Horst Eckert | Schattenboxer

„Natürlich gab es die RAF nicht bloß in den Knästen. Die Herrhausen-Aktion war die Antwort darauf, dass unser letzter Hungerstreik im Frühjahr 1989 erfolglos geblieben war.“
„Heißt das…“
„Weil es keine Zusammenlegung der Gefangenen gab, musste der Bankier sterben. Eine kraftvolle Demonstration, so war es damals beschlossen worden. Aber wir haben mitbekommen, dass sich die Linke abgewandt hat. Wir hatten die Lage falsch eingeschätzt. Deshalb haben wir danach die Strategie geändert. In Weiterstadt ging es gegen die Unterdrückung durch Strafjustiz und Knast. Dabei sind auch keine Menschen zu Schaden gekommen.“
„Und wie passt Winneken ins Konzept?“
„Winneken? Das waren wir nicht.“
Für Sekunden war es still im Raum.
„Keiner, den wir kannten“, fügte Brigitte hinzu. „Die Winneken-Aktion hat uns selbst überrascht.“
„Warum haben Sie sich nicht davon distanziert?“
„Damit hätten wir Schwäche gezeigt. Eine zweite RAF – wir hatten Angst, unsere letzten Unterstützer zu verlieren. (Auszug Seite 112-113)

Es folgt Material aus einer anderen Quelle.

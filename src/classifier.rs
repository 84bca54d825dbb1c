//! Client classification: income segment and affinity score.
//!
//! Everything here is pure; the repository and analytics services call these
//! functions on every read.

use crate::models::{Client, ClientView, Segment};

/// Lower income bound (inclusive) of each tier.
pub const VIP_MIN_INCOME: f64 = 150_000.0;
pub const PREMIUM_MIN_INCOME: f64 = 100_000.0;
pub const STANDARD_MIN_INCOME: f64 = 50_000.0;

/// Upper bound of the affinity score.
pub const MAX_SCORE: f64 = 10.0;

/// Assigns the income tier.
pub fn segment(income: f64) -> Segment {
    if income >= VIP_MIN_INCOME {
        Segment::Vip
    } else if income >= PREMIUM_MIN_INCOME {
        Segment::Premium
    } else if income >= STANDARD_MIN_INCOME {
        Segment::Standard
    } else {
        Segment::Basic
    }
}

/// Affinity score: `min(10, income/20000 + age/10)` rounded half-up to one
/// decimal, never below zero.
pub fn score(client: &Client) -> f64 {
    raw_score(client.income, client.age)
}

pub(crate) fn raw_score(income: f64, age: i32) -> f64 {
    let base = income / 20_000.0;
    let age_bonus = f64::from(age) / 10.0;
    let score = (base + age_bonus).min(MAX_SCORE).max(0.0);

    // f64::round rounds half away from zero, i.e. half-up for non-negatives
    (score * 10.0).round() / 10.0
}

/// Builds the outward representation of a client.
///
/// `region_label` replaces the stored region on every read path.
pub fn to_view(client: &Client, region_label: &str) -> ClientView {
    ClientView {
        id: client.id.to_string(),
        name: format!("{} {}", client.first_name, client.last_name),
        income: client.income,
        segment: segment(client.income),
        score: score(client),
        region: region_label.to_string(),
    }
}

Hauptkommissar Vincent Veih hat alle Hände voll zu tun: Die 17jährige Pia hat Selbstmord begangen. Sie war Zeugin in einem Mordfall, in dem der vermeintliche Täter Thabo Götz eine Wiederaufnahme des Verfahrens erreicht hat. Veih soll die Arbeit der Kollegen im alten Fall beurteilen. Da wird auf einmal einen Tag später die Leiche einer jungen Frau auf Pias Grab aufgefunden, die Tote war Mitglied einer Kampagne für die Freilassung von Thabo. Kurz darauf verschwindet eine weitere junge Frau aus dem Umfeld der Kampagne. Zeitgleich recherchiert Veihs Freundin Saskia in der alten Mordsache Rolf-Werner Winneken, ermordet 1991 von der RAF, und fördert Erstaunliches zutage. Veih merkt bald, dass es eine Verbindung zwischen allen Fällen gibt: Den linken Liedermacher René Hagenberg, ein guter Freund seiner Mutter Brigitte.

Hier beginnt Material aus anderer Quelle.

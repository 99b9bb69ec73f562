//! Type encoding and decoding between ormlink values and SQLite.
//!
//! SQLite has five storage classes (INTEGER, REAL, TEXT, BLOB, NULL). Values
//! are bound to the closest class; timestamps are stored as Unix seconds and
//! JSON as text.

use libsqlite3_sys as ffi;
use ormlink_core::Value;
use std::ffi::{CStr, c_int};

/// Bind a Value to a prepared statement parameter.
///
/// # Safety
/// - `stmt` must be a valid, non-null prepared statement handle
/// - `index` must be a valid 1-based parameter index
pub unsafe fn bind_value(stmt: *mut ffi::sqlite3_stmt, index: c_int, value: &Value) -> c_int {
    // SAFETY: forwarded from the caller's contract
    unsafe {
        match value {
            Value::Null => ffi::sqlite3_bind_null(stmt, index),
            Value::Bool(b) => ffi::sqlite3_bind_int(stmt, index, c_int::from(*b)),
            Value::Int(v) => ffi::sqlite3_bind_int(stmt, index, *v),
            Value::BigInt(v) | Value::Timestamp(v) => ffi::sqlite3_bind_int64(stmt, index, *v),
            Value::Double(v) => ffi::sqlite3_bind_double(stmt, index, *v),
            Value::Text(s) => bind_text(stmt, index, s),
            Value::Bytes(b) => ffi::sqlite3_bind_blob(
                stmt,
                index,
                b.as_ptr().cast(),
                b.len() as c_int,
                ffi::SQLITE_TRANSIENT(),
            ),
            Value::Json(json) => bind_text(stmt, index, &json.to_string()),
            // Arrays reaching the driver were not expanded into placeholder
            // groups; store them as JSON text.
            Value::Array(items) => {
                let json = serde_json::Value::Array(items.iter().map(value_to_json).collect());
                bind_text(stmt, index, &json.to_string())
            }
        }
    }
}

unsafe fn bind_text(stmt: *mut ffi::sqlite3_stmt, index: c_int, text: &str) -> c_int {
    let bytes = text.as_bytes();
    // SAFETY: SQLITE_TRANSIENT makes SQLite copy the buffer before returning
    unsafe {
        ffi::sqlite3_bind_text(
            stmt,
            index,
            bytes.as_ptr().cast(),
            bytes.len() as c_int,
            ffi::SQLITE_TRANSIENT(),
        )
    }
}

/// Read a column value from a result row.
///
/// Integers always come back as `BigInt`; field conversion narrows them.
///
/// # Safety
/// - `stmt` must be a valid prepared statement that has just returned SQLITE_ROW
/// - `index` must be a valid 0-based column index
pub unsafe fn read_column(stmt: *mut ffi::sqlite3_stmt, index: c_int) -> Value {
    // SAFETY: forwarded from the caller's contract
    unsafe {
        match ffi::sqlite3_column_type(stmt, index) {
            ffi::SQLITE_INTEGER => Value::BigInt(ffi::sqlite3_column_int64(stmt, index)),
            ffi::SQLITE_FLOAT => Value::Double(ffi::sqlite3_column_double(stmt, index)),
            ffi::SQLITE_TEXT => {
                let ptr = ffi::sqlite3_column_text(stmt, index);
                let len = ffi::sqlite3_column_bytes(stmt, index);
                if ptr.is_null() {
                    Value::Null
                } else {
                    let slice = std::slice::from_raw_parts(ptr.cast::<u8>(), len as usize);
                    Value::Text(String::from_utf8_lossy(slice).into_owned())
                }
            }
            ffi::SQLITE_BLOB => {
                let ptr = ffi::sqlite3_column_blob(stmt, index);
                let len = ffi::sqlite3_column_bytes(stmt, index);
                if ptr.is_null() || len == 0 {
                    Value::Bytes(Vec::new())
                } else {
                    let slice = std::slice::from_raw_parts(ptr.cast::<u8>(), len as usize);
                    Value::Bytes(slice.to_vec())
                }
            }
            _ => Value::Null,
        }
    }
}

/// Get the column name from a result.
///
/// # Safety
/// - `stmt` must be a valid prepared statement
/// - `index` must be a valid 0-based column index
pub unsafe fn column_name(stmt: *mut ffi::sqlite3_stmt, index: c_int) -> Option<String> {
    // SAFETY: forwarded from the caller's contract
    let ptr = unsafe { ffi::sqlite3_column_name(stmt, index) };
    if ptr.is_null() {
        None
    } else {
        // SAFETY: non-null names are NUL-terminated and live until the next step
        unsafe { CStr::from_ptr(ptr) }.to_str().ok().map(String::from)
    }
}

fn value_to_json(value: &Value) -> serde_json::Value {
    match value {
        Value::Null => serde_json::Value::Null,
        Value::Bool(b) => serde_json::Value::Bool(*b),
        Value::Int(v) => serde_json::Value::from(*v),
        Value::BigInt(v) | Value::Timestamp(v) => serde_json::Value::from(*v),
        Value::Double(v) => serde_json::Value::from(*v),
        Value::Text(s) => serde_json::Value::String(s.clone()),
        Value::Bytes(b) => serde_json::Value::Array(b.iter().map(|&x| x.into()).collect()),
        Value::Json(j) => j.clone(),
        Value::Array(items) => serde_json::Value::Array(items.iter().map(value_to_json).collect()),
    }
}

#[cfg(test)]
mod tests {
    use super::*;

    #[test]
    fn arrays_serialize_as_json() {
        let json = value_to_json(&Value::Array(vec![
            Value::BigInt(1),
            Value::Text("a".into()),
            Value::Null,
        ]));
        assert_eq!(json.to_string(), r#"[1,"a",null]"#);
    }

    #[test]
    fn timestamps_serialize_as_numbers() {
        assert_eq!(value_to_json(&Value::Timestamp(1_700_000_000)), serde_json::json!(1_700_000_000));
    }
}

Schattenboxer ist der zweite Band der Reihe um den Düsseldorfer Hauptkommissar Vincent Che Veih. Im ersten Teil Schwarzlicht gab es bereits einen spannenden Parforceritt durch die politische bundesdeutsche Landschaft, in dem zahlreiche vergangene politische Affären in die Handlung eingeflochten wurden. Autor Horst Eckert gilt als einer der renommiertesten Vertreter des politischen Kriminalromans in Deutschland. Beim vorliegenden Buch hat er einen Thriller geschrieben, der auf erstaunliche Weise mehrere Subgenres der Kriminalliteratur vereint: Polizeiroman, Serienmörderthriller und Politischer Krimi.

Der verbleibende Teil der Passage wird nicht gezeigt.